The NSDP is a variant of state GDP, with subsidies, interests and taxes subtracted. Distributed per capita, it becomes a handy proxy for average income—a statistically kosher method. It’s not without flaws, of course. The total economic activity in a state, which is what state GDP or NSDP show, would obviously include high-value activity—mining, for example—concentrated in a tiny segment and may not accurately reflect the lack of prosperity outside it.

Bengal’s slide after the flight of industry shows that—once you take away those pockets, the data starts reflecting the actual immiseration outside. Maharashtra, minus Mumbai and Pune, would surely fare differently—its ranking does not reflect the distress in the farm sector. Kerala’s ranking, similarly, hides the destitution in its adivasi pockets. Still, assuming any wealth will inevitably percolate to some deg­ree, NSDP is one way to generalise.

Four times are the earnings of an average person in the richest state compared to his counterpart in the poorest state.

Altogether, 12 large states were analysed, including Bengal, Bihar, Gujarat, Karnataka, Madhya Pradesh, Maharashtra, Tamil Nadu and UP, using US satellite data for 1960.

They noticed that the richest state in 1960, Maharashtra, was twice as rich as the then poorest state, Bihar. By 2014, the richest state was Kerala, but its income was four times that of the “still poorest state of Bihar”. Their conclusion: “the initially richer states grew more rapidly in the liberalisation period” and stayed the course.

Kerala and Tamil Nadu have often been cited by economist Amartya Sen as models. These two have famously focused big on social spending, enhancing the state-led expansion of education, food security and health. These became critical inputs for a productive workforce and, in the case of Kerala, job emigrations. If Kerala were a country, it would rank alongside developed European economies. Life expectancy in Kerala is 82 years, the same as Sweden. Its infant mortal­ity rate of 12 per 1,000 live births is low, same as China’s.

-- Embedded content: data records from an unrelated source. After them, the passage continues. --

#[cfg(test)]
mod tests {
    use super::*;
    use crate::job::Stage;
    use crate::launcher::{JobError, JobExit};
    use crate::scheduler::JobResult;
    use chrono::TimeZone;
    use std::time::Duration;

    fn completed_at() -> DateTime<Local> {
        Local.with_ymd_and_hms(2026, 3, 14, 9, 26, 53).unwrap()
    }

    fn validation(passed: &[u32], failed: &[u32]) -> StageReport {
        let mut results: Vec<JobResult> = passed
            .iter()
            .map(|&b| {
                JobResult::from_outcome(
                    Stage::Validate,
                    SizeClass::new(b),
                    Ok(JobExit::success(Duration::ZERO)),
                )
            })
            .collect();
        results.extend(failed.iter().map(|&b| {
            JobResult::failed(
                Stage::Validate,
                SizeClass::new(b),
                JobError::NonZeroExit { code: 1 },
            )
        }));
        let order = results.iter().map(|r| r.size_class).collect();
        StageReport::new(Stage::Validate, results, order, 1, Duration::ZERO)
    }

    fn write_results(artifacts: &ArtifactSet, bits: &[u32]) {
        for &b in bits {
            let size = SizeClass::new(b);
            std::fs::write(artifacts.candidates(size), format!("candidates {b}\n")).unwrap();
            std::fs::write(artifacts.result(size), format!("result {b}\n")).unwrap();
        }
    }

    fn sizes(bits: &[u32]) -> Vec<SizeClass> {
        bits.iter().copied().map(SizeClass::new).collect()
    }

    #[test]
    fn test_output_path() {
        let merger = Merger::new(ArtifactSet::new("/work", "moduli"), "/out", "moduli");
        assert_eq!(
            merger.output_path(completed_at()),
            PathBuf::from("/out/moduli-20260314-092653")
        );
    }

    #[tokio::test]
    async fn test_merge_in_ascending_order() {
        let work = tempfile::tempdir().unwrap();
        let out = tempfile::tempdir().unwrap();
        let artifacts = ArtifactSet::new(work.path(), "moduli");
        write_results(&artifacts, &[3072, 4096, 5120]);
        let merger = Merger::new(artifacts.clone(), out.path(), "moduli");

        // Deliberately unsorted input.
        let report = merger
            .merge(
                &sizes(&[5120, 3072, 4096]),
                &validation(&[3072, 4096, 5120], &[]),
                completed_at(),
            )
            .await
            .unwrap();

        let merged = std::fs::read_to_string(&report.output).unwrap();
        assert_eq!(merged, "result 3072\nresult 4096\nresult 5120\n");
        assert_eq!(report.merged, sizes(&[3072, 4096, 5120]));
        assert_eq!(report.bytes_written, merged.len() as u64);
        assert!(report.warnings.is_empty());

        for size in sizes(&[3072, 4096, 5120]) {
            for path in artifacts.intermediates(size) {
                assert!(!path.exists(), "{} not removed", path.display());
            }
        }
    }

    #[tokio::test]
    async fn test_failed_validation_is_skipped_and_kept() {
        let work = tempfile::tempdir().unwrap();
        let out = tempfile::tempdir().unwrap();
        let artifacts = ArtifactSet::new(work.path(), "moduli");
        write_results(&artifacts, &[3072, 4096, 5120]);
        let merger = Merger::new(artifacts.clone(), out.path(), "moduli");

        let report = merger
            .merge(
                &sizes(&[3072, 4096, 5120]),
                &validation(&[3072, 5120], &[4096]),
                completed_at(),
            )
            .await
            .unwrap();

        let merged = std::fs::read_to_string(&report.output).unwrap();
        assert_eq!(merged, "result 3072\nresult 5120\n");
        assert_eq!(report.skipped, sizes(&[4096]));
        assert_eq!(
            report.warnings,
            vec![MergeWarning::ValidationFailed {
                size_class: SizeClass::new(4096)
            }]
        );
        assert!(artifacts.result(SizeClass::new(4096)).exists());
    }

    #[tokio::test]
    async fn test_failed_artifacts_removed_when_not_kept() {
        let work = tempfile::tempdir().unwrap();
        let out = tempfile::tempdir().unwrap();
        let artifacts = ArtifactSet::new(work.path(), "moduli");
        write_results(&artifacts, &[3072, 4096]);
        let merger =
            Merger::new(artifacts.clone(), out.path(), "moduli").keep_failed_artifacts(false);

        merger
            .merge(
                &sizes(&[3072, 4096]),
                &validation(&[3072], &[4096]),
                completed_at(),
            )
            .await
            .unwrap();

        for path in artifacts.intermediates(SizeClass::new(4096)) {
            assert!(!path.exists());
        }
    }

    #[tokio::test]
    async fn test_missing_artifact_is_skipped() {
        let work = tempfile::tempdir().unwrap();
        let out = tempfile::tempdir().unwrap();
        let artifacts = ArtifactSet::new(work.path(), "moduli");
        write_results(&artifacts, &[3072]);
        let merger = Merger::new(artifacts.clone(), out.path(), "moduli");

        let report = merger
            .merge(
                &sizes(&[3072, 4096]),
                &validation(&[3072, 4096], &[]),
                completed_at(),
            )
            .await
            .unwrap();

        assert_eq!(report.merged, sizes(&[3072]));
        assert!(matches!(
            report.warnings.as_slice(),
            [MergeWarning::ArtifactMissing { size_class, .. }] if size_class.bits() == 4096
        ));
    }

    #[tokio::test]
    async fn test_nothing_to_merge_still_creates_output() {
        let work = tempfile::tempdir().unwrap();
        let out = tempfile::tempdir().unwrap();
        let merger = Merger::new(ArtifactSet::new(work.path(), "moduli"), out.path(), "moduli");

        let report = merger
            .merge(&sizes(&[3072]), &validation(&[], &[3072]), completed_at())
            .await
            .unwrap();

        assert!(report.output.exists());
        assert_eq!(report.bytes_written, 0);
        assert_eq!(report.skipped, sizes(&[3072]));
    }

    #[tokio::test]
    async fn test_unreadable_result_is_skipped() {
        let work = tempfile::tempdir().unwrap();
        let out = tempfile::tempdir().unwrap();
        let artifacts = ArtifactSet::new(work.path(), "moduli");
        write_results(&artifacts, &[3072, 5120]);
        // A directory where the result file should be cannot be read.
        std::fs::create_dir(artifacts.result(SizeClass::new(4096))).unwrap();
        let merger = Merger::new(artifacts.clone(), out.path(), "moduli");

        let report = merger
            .merge(
                &sizes(&[3072, 4096, 5120]),
                &validation(&[3072, 4096, 5120], &[]),
                completed_at(),
            )
            .await
            .unwrap();

        let merged = std::fs::read_to_string(&report.output).unwrap();
        assert_eq!(merged, "result 3072\nresult 5120\n");
        assert_eq!(report.merged, sizes(&[3072, 5120]));
        assert_eq!(report.skipped, sizes(&[4096]));
        assert!(matches!(
            report.warnings.as_slice(),
            [MergeWarning::ReadFailed { size_class, .. }] if size_class.bits() == 4096
        ));
        assert!(artifacts.result(SizeClass::new(4096)).is_dir());
    }

    #[tokio::test]
    async fn test_existing_output_is_not_overwritten() {
        let work = tempfile::tempdir().unwrap();
        let out = tempfile::tempdir().unwrap();
        let artifacts = ArtifactSet::new(work.path(), "moduli");
        write_results(&artifacts, &[3072]);
        let merger = Merger::new(artifacts.clone(), out.path(), "moduli");
        let existing = merger.output_path(completed_at());
        std::fs::write(&existing, "earlier run\n").unwrap();

        let err = merger
            .merge(&sizes(&[3072]), &validation(&[3072], &[]), completed_at())
            .await
            .unwrap_err();

        assert!(matches!(
            err,
            MergeError::Create { ref source, .. } if source.kind() == io::ErrorKind::AlreadyExists
        ));
        assert_eq!(std::fs::read_to_string(&existing).unwrap(), "earlier run\n");
        // Nothing was merged, so nothing was cleaned up.
        assert!(artifacts.result(SizeClass::new(3072)).exists());
    }

    #[tokio::test]
    async fn test_unwritable_output_is_fatal() {
        let work = tempfile::tempdir().unwrap();
        let blocker = work.path().join("not-a-dir");
        std::fs::write(&blocker, b"").unwrap();
        let merger = Merger::new(ArtifactSet::new(work.path(), "moduli"), &blocker, "moduli");

        let err = merger
            .merge(&sizes(&[3072]), &validation(&[3072], &[]), completed_at())
            .await
            .unwrap_err();

        assert!(matches!(err, MergeError::Create { .. }));
    }
}
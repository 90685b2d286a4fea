//! Mock launcher for testing.

use async_trait::async_trait;
use std::collections::{HashMap, HashSet};
use std::sync::atomic::{AtomicU64, AtomicUsize, Ordering};
use std::sync::Arc;
use std::time::{Duration, Instant};
use tokio::sync::RwLock;

use crate::job::{Job, Stage};
use crate::launcher::{JobError, JobExit, JobHandle, Launcher};
use crate::sizes::SizeClass;

/// What happened to a job.
#[derive(Debug, Clone, Copy, PartialEq, Eq)]
pub enum JobEventKind {
    Launched,
    Completed { success: bool },
}

/// A launch or completion, stamped with a sequence number shared by every
/// event of one launcher.
#[derive(Debug, Clone, PartialEq, Eq)]
pub struct JobEvent {
    pub seq: u64,
    pub kind: JobEventKind,
    pub stage: Stage,
    pub size_class: SizeClass,
}

type JobKey = (Stage, SizeClass);

/// Mock implementation of the Launcher trait.
///
/// Jobs run as tokio tasks that sleep for a configurable time and then
/// write the artifact a real tool would:
/// - generation writes `candidates <bits>` to the candidates file
/// - validation requires the candidates file and writes `moduli <bits>` to
///   the result file
///
/// Clones share state, so a test can keep one clone for assertions and hand
/// another to the code under test.
///
/// # Example
///
/// ```rust,ignore
/// use modforge_core::testing::MockLauncher;
///
/// let launcher = MockLauncher::new();
/// launcher.set_exit_code(Stage::Validate, SizeClass::new(4096), 1).await;
///
/// // Run the orchestrator with Arc::new(launcher.clone())...
///
/// assert!(launcher.max_in_flight() <= capacity);
/// ```
#[derive(Debug, Clone)]
pub struct MockLauncher {
    events: Arc<RwLock<Vec<JobEvent>>>,
    seq: Arc<AtomicU64>,
    invocations: Arc<AtomicUsize>,
    in_flight: Arc<AtomicUsize>,
    peak_in_flight: Arc<AtomicUsize>,
    default_duration: Arc<RwLock<Duration>>,
    durations: Arc<RwLock<HashMap<JobKey, Duration>>>,
    exit_codes: Arc<RwLock<HashMap<JobKey, i32>>>,
    launch_failures: Arc<RwLock<HashSet<JobKey>>>,
}

impl Default for MockLauncher {
    fn default() -> Self {
        Self::new()
    }
}

impl MockLauncher {
    /// Create a new mock launcher whose jobs finish immediately and succeed.
    pub fn new() -> Self {
        Self {
            events: Arc::new(RwLock::new(Vec::new())),
            seq: Arc::new(AtomicU64::new(0)),
            invocations: Arc::new(AtomicUsize::new(0)),
            in_flight: Arc::new(AtomicUsize::new(0)),
            peak_in_flight: Arc::new(AtomicUsize::new(0)),
            default_duration: Arc::new(RwLock::new(Duration::ZERO)),
            durations: Arc::new(RwLock::new(HashMap::new())),
            exit_codes: Arc::new(RwLock::new(HashMap::new())),
            launch_failures: Arc::new(RwLock::new(HashSet::new())),
        }
    }

    /// Set how long every job runs unless overridden per job.
    pub async fn set_default_duration(&self, duration: Duration) {
        *self.default_duration.write().await = duration;
    }

    /// Set how long one job runs.
    pub async fn set_duration(&self, stage: Stage, size: SizeClass, duration: Duration) {
        self.durations.write().await.insert((stage, size), duration);
    }

    /// Make one job exit with `code` (0 restores success).
    pub async fn set_exit_code(&self, stage: Stage, size: SizeClass, code: i32) {
        self.exit_codes.write().await.insert((stage, size), code);
    }

    /// Make one job fail to start.
    pub async fn fail_launch(&self, stage: Stage, size: SizeClass) {
        self.launch_failures.write().await.insert((stage, size));
    }

    /// Every recorded event in sequence order.
    pub async fn events(&self) -> Vec<JobEvent> {
        self.events.read().await.clone()
    }

    /// Launch events of `stage`, in launch order.
    pub async fn launches(&self, stage: Stage) -> Vec<JobEvent> {
        self.filter(stage, |kind| kind == JobEventKind::Launched)
            .await
    }

    /// Completion events of `stage`, in completion order.
    pub async fn completions(&self, stage: Stage) -> Vec<JobEvent> {
        self.filter(stage, |kind| matches!(kind, JobEventKind::Completed { .. }))
            .await
    }

    /// Jobs that actually started.
    pub async fn launch_count(&self) -> usize {
        self.events
            .read()
            .await
            .iter()
            .filter(|e| e.kind == JobEventKind::Launched)
            .count()
    }

    /// Calls to `launch`, including ones configured to fail.
    pub fn invocation_count(&self) -> usize {
        self.invocations.load(Ordering::SeqCst)
    }

    /// Most jobs observed running at once.
    pub fn max_in_flight(&self) -> usize {
        self.peak_in_flight.load(Ordering::SeqCst)
    }

    async fn filter(&self, stage: Stage, keep: impl Fn(JobEventKind) -> bool) -> Vec<JobEvent> {
        self.events
            .read()
            .await
            .iter()
            .filter(|e| e.stage == stage && keep(e.kind))
            .cloned()
            .collect()
    }

    async fn record(&self, kind: JobEventKind, job: &Job) {
        let mut events = self.events.write().await;
        let seq = self.seq.fetch_add(1, Ordering::SeqCst);
        events.push(JobEvent {
            seq,
            kind,
            stage: job.stage,
            size_class: job.size_class,
        });
    }

    /// Simulates the tool's side effects and exit.
    async fn finish(job: &Job, code: i32) -> JobExit {
        if code != 0 {
            return JobExit {
                code: Some(code),
                stderr: format!("simulated failure of {}\n", job.id()),
                ..Default::default()
            };
        }

        let bits = job.size_class.bits();
        let content = match job.stage {
            Stage::Generate => format!("candidates {bits}\n"),
            Stage::Validate => {
                let input_present = match &job.input {
                    Some(input) => tokio::fs::try_exists(input).await.unwrap_or(false),
                    None => true,
                };
                if !input_present {
                    return JobExit {
                        code: Some(1),
                        stderr: "candidate file missing\n".to_string(),
                        ..Default::default()
                    };
                }
                format!("moduli {bits}\n")
            }
        };

        match tokio::fs::write(&job.output, content).await {
            Ok(()) => JobExit::success(Duration::ZERO),
            Err(e) => JobExit {
                code: Some(2),
                stderr: format!("cannot write {}: {}\n", job.output.display(), e),
                ..Default::default()
            },
        }
    }
}

#[async_trait]
impl Launcher for MockLauncher {
    fn name(&self) -> &str {
        "mock"
    }

    async fn launch(&self, job: &Job) -> Result<JobHandle, JobError> {
        self.invocations.fetch_add(1, Ordering::SeqCst);

        let key = (job.stage, job.size_class);
        if self.launch_failures.read().await.contains(&key) {
            return Err(JobError::Launch {
                program: job.program.display().to_string(),
                reason: "simulated launch failure".to_string(),
            });
        }

        let duration = match self.durations.read().await.get(&key) {
            Some(d) => *d,
            None => *self.default_duration.read().await,
        };
        let code = self.exit_codes.read().await.get(&key).copied().unwrap_or(0);

        self.record(JobEventKind::Launched, job).await;
        let running = self.in_flight.fetch_add(1, Ordering::SeqCst) + 1;
        self.peak_in_flight.fetch_max(running, Ordering::SeqCst);

        let this = self.clone();
        let job = job.clone();
        let id = job.id();
        let task = tokio::spawn(async move {
            let started = Instant::now();
            if !duration.is_zero() {
                tokio::time::sleep(duration).await;
            }
            let exit = Self::finish(&job, code).await;

            this.in_flight.fetch_sub(1, Ordering::SeqCst);
            this.record(
                JobEventKind::Completed {
                    success: exit.is_success(),
                },
                &job,
            )
            .await;

            Ok(JobExit {
                elapsed: started.elapsed(),
                ..exit
            })
        });

        Ok(JobHandle::new(id, None, task))
    }
}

There are signs of life in the Bimaru states too: consistently high growth in recent years shows Bihar is structurally changing. “But per capita income continues to be low, just as it was decades ago. I would blame our poverty load and last-mile hiccups,” says Vishnu Dayal Pandit, deputy director of Bihar’s directorate of economics and statistics.

Pandit has a point. A World Bank study in 2014 found Bihar limping with a huge “unmet demand” for rural jobs under NREGA. The scheme’s impact on rural poverty in Bihar was just 1 percentage point against a potential of 14 percentage points, the study found. Bihar’s population below the poverty line of about 54.4 per cent in 2004-05 came down only marginally to 53.5 per cent in 2009-10, according to erstwhile Planning Commission data.

Orissa, by contrast, shows a faster dec­line in poverty rates. Udit Sharma of the Institute for Studies in Industrial Development cites National Sample Survey data that shows the wages of casual workers there rising 17 per cent annually between 2009-10 and 2011-12—one of the highest.

“The best response is to allow maximum policy freedom to the states to innovate. The states, in turn, should allow greater freedom to the regions within, such as by empowering municipal cor­porations,” Dehejia says.

The whole paradigm of ‘growth’, of course, is not without its sceptics. Sociologist Ashis Nandy thinks there’s something fundamentally wrong about modern economic development. In a scholarly work, The Beautiful Expanding Future of Poverty, Nandy says the effects of development have been such that poverty, which always existed with India, has given way to utter destitution. He says he stands by it. “One can stick out one’s neck and claim the dominant model of development, whatever else it can do, cannot abolish poverty…. Otherwise, there would be no poor people in America,” he says.